● ASSIGNMENT: Identify all lines of the data containing the string "seen" and copy them.
____
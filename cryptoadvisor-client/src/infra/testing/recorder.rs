//! Callback capture for listener-based assertions

use parking_lot::Mutex;
use std::sync::Arc;

/// Collects every value handed to the callbacks it produces.
#[derive(Debug)]
pub struct Recorder<T> {
    seen: Arc<Mutex<Vec<T>>>,
}

impl<T> Clone for Recorder<T> {
    fn clone(&self) -> Self {
        Self {
            seen: Arc::clone(&self.seen),
        }
    }
}

impl<T> Default for Recorder<T> {
    fn default() -> Self {
        Self {
            seen: Arc::new(Mutex::new(Vec::new())),
        }
    }
}

impl<T: Clone + Send + 'static> Recorder<T> {
    pub fn new() -> Self {
        Self::default()
    }

    /// A callback suitable for `subscribe`-style registration.
    pub fn callback(&self) -> impl Fn(&T) + Send + Sync + 'static {
        let seen = Arc::clone(&self.seen);
        move |value: &T| seen.lock().push(value.clone())
    }

    pub fn take(&self) -> Vec<T> {
        std::mem::take(&mut *self.seen.lock())
    }

    pub fn snapshot(&self) -> Vec<T> {
        self.seen.lock().clone()
    }

    pub fn len(&self) -> usize {
        self.seen.lock().len()
    }

    pub fn is_empty(&self) -> bool {
        self.seen.lock().is_empty()
    }

    pub fn last(&self) -> Option<T> {
        self.seen.lock().last().cloned()
    }
}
____
● OUTPUT OF THE EXERCISE:
    seen: Arc<Mutex<Vec<T>>>,
            seen: Arc::clone(&self.seen),
            seen: Arc::new(Mutex::new(Vec::new())),
        let seen = Arc::clone(&self.seen);
        move |value: &T| seen.lock().push(value.clone())
        std::mem::take(&mut *self.seen.lock())
        self.seen.lock().clone()
        self.seen.lock().len()
        self.seen.lock().is_empty()
        self.seen.lock().last().cloned()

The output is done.